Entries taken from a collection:
^^^^^^^^

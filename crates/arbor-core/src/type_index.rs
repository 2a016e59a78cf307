// Copyright 2025 eraflo
//
// Licensed under the Apache License, Version 2.0 (the "License");
// you may not use this file except in compliance with the License.
// You may obtain a copy of the License at
//
//     http://www.apache.org/licenses/LICENSE-2.0
//
// Unless required by applicable law or agreed to in writing, software
// distributed under the License is distributed on an "AS IS" BASIS,
// WITHOUT WARRANTIES OR CONDITIONS OF ANY KIND, either express or implied.
// See the License for the specific language governing permissions and
// limitations under the License.

//! A polymorphic store that files every item under all of its classes and interfaces.
//!
//! Rust has no runtime reflection over implemented traits, so every class declares
//! its lineage up front in a static [`ClassInfo`] table:
//!
//! ```rust
//! use arbor_core::type_index::{ClassInfo, TypeIndexedCollection, TypeKey};
//!
//! trait Drawable {}
//! struct Widget;
//! struct Sprite;
//!
//! static WIDGET: ClassInfo = ClassInfo::new("Widget", TypeKey::of::<Widget>);
//! static SPRITE: ClassInfo = ClassInfo::new("Sprite", TypeKey::of::<Sprite>)
//!     .extends(&WIDGET)
//!     .implements(&[TypeKey::of::<dyn Drawable>]);
//!
//! let mut index = TypeIndexedCollection::with_root(TypeKey::of::<Widget>());
//! index.insert("hero", &SPRITE);
//! assert_eq!(index.query_all::<dyn Drawable>().count(), 1);
//! ```
//!
//! The flattened key list of a class is computed once and cached, so filing and
//! `is_a` checks only pay for a hash lookup after the first use of a class.

use std::any::TypeId;
use std::cell::RefCell;
use std::collections::HashMap;
use std::fmt;
use std::hash::{Hash, Hasher};
use std::rc::Rc;

/// A runtime key for a concrete type or a `dyn Trait` interface.
#[derive(Clone, Copy)]
pub struct TypeKey {
    id: TypeId,
    name: &'static str,
}

impl TypeKey {
    /// Returns the key of `T`. Works for unsized interface types such as `dyn Trait`.
    pub fn of<T: ?Sized + 'static>() -> Self {
        Self {
            id: TypeId::of::<T>(),
            name: std::any::type_name::<T>(),
        }
    }

    /// The underlying [`TypeId`].
    pub fn id(&self) -> TypeId {
        self.id
    }

    /// The type name, for diagnostics only.
    pub fn name(&self) -> &'static str {
        self.name
    }
}

impl PartialEq for TypeKey {
    fn eq(&self, other: &Self) -> bool {
        self.id == other.id
    }
}

impl Eq for TypeKey {}

impl Hash for TypeKey {
    fn hash<S: Hasher>(&self, state: &mut S) {
        self.id.hash(state);
    }
}

impl fmt::Debug for TypeKey {
    fn fmt(&self, f: &mut fmt::Formatter<'_>) -> fmt::Result {
        write!(f, "TypeKey({})", self.name)
    }
}

/// A static registration table describing one class: its key, its base class and
/// the interfaces it implements.
///
/// All constructors are `const`, so class tables live in `static` items and can
/// reference each other by address.
pub struct ClassInfo {
    name: &'static str,
    key: fn() -> TypeKey,
    base: Option<&'static ClassInfo>,
    interfaces: &'static [fn() -> TypeKey],
}

impl ClassInfo {
    /// Declares a class with no base class and no interfaces.
    pub const fn new(name: &'static str, key: fn() -> TypeKey) -> Self {
        Self {
            name,
            key,
            base: None,
            interfaces: &[],
        }
    }

    /// Sets the base class.
    pub const fn extends(self, base: &'static ClassInfo) -> Self {
        Self {
            base: Some(base),
            ..self
        }
    }

    /// Sets the implemented interfaces.
    pub const fn implements(self, interfaces: &'static [fn() -> TypeKey]) -> Self {
        Self { interfaces, ..self }
    }

    /// The human-readable class name, also used to generate default node names.
    pub fn name(&self) -> &'static str {
        self.name
    }

    /// The key of the concrete class.
    pub fn key(&self) -> TypeKey {
        (self.key)()
    }

    /// The base class, if any.
    pub fn base(&self) -> Option<&'static ClassInfo> {
        self.base
    }

    /// The interfaces declared directly on this class (not inherited ones).
    pub fn interfaces(&self) -> impl Iterator<Item = TypeKey> + '_ {
        self.interfaces.iter().map(|key| key())
    }

    /// Iterates over this class and then each of its base classes.
    pub fn lineage(&self) -> impl Iterator<Item = &ClassInfo> {
        std::iter::successors(Some(self), |class| class.base)
    }

    /// Returns `true` if `self` is `other` or derives from it.
    pub fn is_subclass_of(&self, other: &ClassInfo) -> bool {
        let target = other.key();
        self.lineage().any(|class| class.key() == target)
    }
}

impl fmt::Debug for ClassInfo {
    fn fmt(&self, f: &mut fmt::Formatter<'_>) -> fmt::Result {
        f.debug_struct("ClassInfo")
            .field("name", &self.name)
            .field("base", &self.base.map(|base| base.name))
            .field("interfaces", &self.interfaces().collect::<Vec<_>>())
            .finish()
    }
}

/// An index filing each item under every class and interface key of its class.
///
/// Items are lightweight handles (`H`); the collection owns nothing but the index.
/// Queries return items in insertion order.
pub struct TypeIndexedCollection<H> {
    /// Keys at and above this class are not filed.
    root: Option<TypeId>,
    /// Rejects duplicate insertion through a debug assertion when set.
    forbid_duplicates: bool,
    key_cache: RefCell<HashMap<TypeId, Rc<[TypeKey]>>>,
    buckets: HashMap<TypeId, Vec<H>>,
    /// The classes each item was filed with, one entry per insertion.
    members: HashMap<H, Vec<&'static ClassInfo>>,
    filed: usize,
}

impl<H: Clone + Eq + Hash> TypeIndexedCollection<H> {
    /// Creates an empty collection that files every class of the lineage.
    pub fn new() -> Self {
        Self {
            root: None,
            forbid_duplicates: false,
            key_cache: RefCell::new(HashMap::new()),
            buckets: HashMap::new(),
            members: HashMap::new(),
            filed: 0,
        }
    }

    /// Creates an empty collection that stops filing at `root`, exclusive.
    pub fn with_root(root: TypeKey) -> Self {
        Self {
            root: Some(root.id()),
            ..Self::new()
        }
    }

    /// Turns the duplicate-insertion debug assertion on or off.
    pub fn forbid_duplicates(mut self, forbid: bool) -> Self {
        self.forbid_duplicates = forbid;
        self
    }

    /// Files `item` under every key of `class`.
    pub fn insert(&mut self, item: H, class: &'static ClassInfo) {
        if self.forbid_duplicates {
            debug_assert!(
                !self.members.contains_key(&item),
                "item filed twice in TypeIndexedCollection"
            );
        }
        for key in self.keys_for(class).iter() {
            self.buckets.entry(key.id()).or_default().push(item.clone());
        }
        self.members.entry(item).or_default().push(class);
        self.filed += 1;
    }

    /// Removes one filing of `item`.
    ///
    /// Returns `false` if the item is not in the collection.
    pub fn remove(&mut self, item: &H) -> bool {
        let Some(classes) = self.members.get_mut(item) else {
            return false;
        };
        let Some(class) = classes.pop() else {
            return false;
        };
        if classes.is_empty() {
            self.members.remove(item);
        }

        for key in self.keys_for(class).iter() {
            if let Some(bucket) = self.buckets.get_mut(&key.id()) {
                if let Some(position) = bucket.iter().position(|filed| filed == item) {
                    bucket.remove(position);
                }
            }
        }
        self.filed -= 1;
        true
    }

    /// Returns every item assignable to `T`, in insertion order.
    pub fn query_all<T: ?Sized + 'static>(&self) -> std::slice::Iter<'_, H> {
        self.query_key(TypeId::of::<T>())
    }

    /// Returns every item assignable to `T` that satisfies `predicate`, in insertion order.
    pub fn query_all_where<'a, T: ?Sized + 'static>(
        &'a self,
        mut predicate: impl FnMut(&H) -> bool + 'a,
    ) -> impl Iterator<Item = &'a H> + 'a {
        self.query_all::<T>().filter(move |item| predicate(item))
    }

    /// Returns every item filed under `key`, in insertion order.
    pub fn query_key(&self, key: TypeId) -> std::slice::Iter<'_, H> {
        self.buckets
            .get(&key)
            .map(|bucket| bucket.as_slice())
            .unwrap_or(&[])
            .iter()
    }

    /// Returns the number of items assignable to `T`.
    pub fn count<T: ?Sized + 'static>(&self) -> usize {
        self.buckets
            .get(&TypeId::of::<T>())
            .map_or(0, |bucket| bucket.len())
    }

    /// Returns `true` if `item` is filed at least once.
    pub fn contains(&self, item: &H) -> bool {
        self.members.contains_key(item)
    }

    /// Returns the number of filings.
    pub fn len(&self) -> usize {
        self.filed
    }

    /// Returns `true` if nothing is filed.
    pub fn is_empty(&self) -> bool {
        self.filed == 0
    }

    /// Returns `true` if instances of `class` are assignable to `key`.
    ///
    /// The root class is assignable from everything even though it is never filed.
    pub fn is_a(&self, class: &ClassInfo, key: TypeId) -> bool {
        self.root == Some(key) || self.keys_for(class).iter().any(|k| k.id() == key)
    }

    /// Returns the flattened, cached key list of `class`.
    pub fn keys_for(&self, class: &ClassInfo) -> Rc<[TypeKey]> {
        let class_id = class.key().id();
        if let Some(keys) = self.key_cache.borrow().get(&class_id) {
            return Rc::clone(keys);
        }

        let keys: Rc<[TypeKey]> = self.compute_keys(class).into();
        log::trace!(
            "Cached {} index keys for class '{}'.",
            keys.len(),
            class.name()
        );
        self.key_cache
            .borrow_mut()
            .insert(class_id, Rc::clone(&keys));
        keys
    }

    fn compute_keys(&self, class: &ClassInfo) -> Vec<TypeKey> {
        let mut keys: Vec<TypeKey> = Vec::new();
        for ancestor in class.lineage() {
            let key = ancestor.key();
            if Some(key.id()) == self.root {
                break;
            }
            for candidate in std::iter::once(key).chain(ancestor.interfaces()) {
                if !keys.contains(&candidate) {
                    keys.push(candidate);
                }
            }
        }
        keys
    }
}

impl<H: Clone + Eq + Hash> Default for TypeIndexedCollection<H> {
    fn default() -> Self {
        Self::new()
    }
}

impl<H: fmt::Debug> fmt::Debug for TypeIndexedCollection<H> {
    fn fmt(&self, f: &mut fmt::Formatter<'_>) -> fmt::Result {
        f.debug_struct("TypeIndexedCollection")
            .field("filed", &self.filed)
            .field("keys", &self.buckets.len())
            .finish()
    }
}

#[cfg(test)]
mod tests {
    use super::*;

    trait Drawable {}
    trait Clickable {}
    trait Animated {}

    struct Widget;
    struct Sprite;
    struct Button;
    struct Timer;

    static WIDGET: ClassInfo = ClassInfo::new("Widget", TypeKey::of::<Widget>)
        .implements(&[TypeKey::of::<dyn Animated>]);
    static SPRITE: ClassInfo = ClassInfo::new("Sprite", TypeKey::of::<Sprite>)
        .extends(&WIDGET)
        .implements(&[TypeKey::of::<dyn Drawable>]);
    static BUTTON: ClassInfo = ClassInfo::new("Button", TypeKey::of::<Button>)
        .extends(&SPRITE)
        .implements(&[TypeKey::of::<dyn Clickable>, TypeKey::of::<dyn Drawable>]);
    static TIMER: ClassInfo = ClassInfo::new("Timer", TypeKey::of::<Timer>).extends(&WIDGET);

    fn collection() -> TypeIndexedCollection<&'static str> {
        TypeIndexedCollection::with_root(TypeKey::of::<Widget>())
    }

    #[test]
    fn test_lineage_and_subclass() {
        assert!(BUTTON.is_subclass_of(&WIDGET));
        assert!(BUTTON.is_subclass_of(&BUTTON));
        assert!(!SPRITE.is_subclass_of(&BUTTON));
        assert_eq!(
            BUTTON.lineage().map(|class| class.name()).collect::<Vec<_>>(),
            vec!["Button", "Sprite", "Widget"]
        );
    }

    #[test]
    fn test_keys_stop_at_root_and_are_deduplicated() {
        let index = collection();
        let keys = index.keys_for(&BUTTON);

        assert_eq!(
            keys.iter().map(|key| key.id()).collect::<Vec<_>>(),
            vec![
                TypeId::of::<Button>(),
                TypeId::of::<dyn Clickable>(),
                TypeId::of::<dyn Drawable>(),
                TypeId::of::<Sprite>(),
            ]
        );
        assert!(!keys.contains(&TypeKey::of::<dyn Animated>()));
    }

    #[test]
    fn test_keys_are_cached_per_class() {
        let index = collection();
        let first = index.keys_for(&SPRITE);
        let second = index.keys_for(&SPRITE);

        assert!(Rc::ptr_eq(&first, &second));
    }

    #[test]
    fn test_query_returns_insertion_order() {
        let mut index = collection();
        index.insert("button", &BUTTON);
        index.insert("timer", &TIMER);
        index.insert("sprite", &SPRITE);

        let drawables: Vec<_> = index.query_all::<dyn Drawable>().copied().collect();
        assert_eq!(drawables, vec!["button", "sprite"]);

        let sprites: Vec<_> = index.query_all::<Sprite>().copied().collect();
        assert_eq!(sprites, vec!["button", "sprite"]);

        assert_eq!(index.count::<dyn Clickable>(), 1);
        assert_eq!(index.count::<Timer>(), 1);
        assert_eq!(index.count::<Widget>(), 0);
    }

    #[test]
    fn test_query_with_predicate() {
        let mut index = collection();
        index.insert("ok", &BUTTON);
        index.insert("cancel", &BUTTON);

        let found: Vec<_> = index
            .query_all_where::<dyn Clickable>(|name| name.starts_with('c'))
            .copied()
            .collect();
        assert_eq!(found, vec!["cancel"]);
    }

    #[test]
    fn test_remove_reverses_filing() {
        let mut index = collection();
        index.insert("a", &BUTTON);
        index.insert("b", &SPRITE);

        assert!(index.remove(&"a"));
        assert!(!index.contains(&"a"));
        assert_eq!(index.count::<dyn Clickable>(), 0);
        assert_eq!(
            index.query_all::<dyn Drawable>().copied().collect::<Vec<_>>(),
            vec!["b"]
        );
        assert_eq!(index.len(), 1);
    }

    #[test]
    fn test_remove_absent_is_silent() {
        let mut index = collection();
        index.insert("a", &SPRITE);

        assert!(!index.remove(&"missing"));
        assert_eq!(index.len(), 1);
    }

    #[test]
    fn test_duplicate_insertion_is_permitted_by_default() {
        let mut index = collection();
        index.insert("a", &SPRITE);
        index.insert("a", &SPRITE);

        assert_eq!(index.count::<Sprite>(), 2);
        assert!(index.remove(&"a"));
        assert!(index.contains(&"a"));
        assert!(index.remove(&"a"));
        assert!(index.is_empty());
    }

    #[test]
    fn test_is_a_includes_root() {
        let index = collection();

        assert!(index.is_a(&TIMER, TypeId::of::<Widget>()));
        assert!(index.is_a(&BUTTON, TypeId::of::<dyn Drawable>()));
        assert!(!index.is_a(&TIMER, TypeId::of::<dyn Drawable>()));
    }

    #[test]
    fn test_without_root_every_ancestor_is_filed() {
        let mut index = TypeIndexedCollection::new();
        index.insert(7u32, &TIMER);

        assert_eq!(index.count::<Widget>(), 1);
        assert_eq!(index.count::<dyn Animated>(), 1);
    }
}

^^^^^^^^

TASK GOAL:
Show the lines from the data above that contain the string "each".

SOLUTION:
/// reference each other by address.
    /// Iterates over this class and then each of its base classes.
/// An index filing each item under every class and interface key of its class.
    /// The classes each item was filed with, one entry per insertion.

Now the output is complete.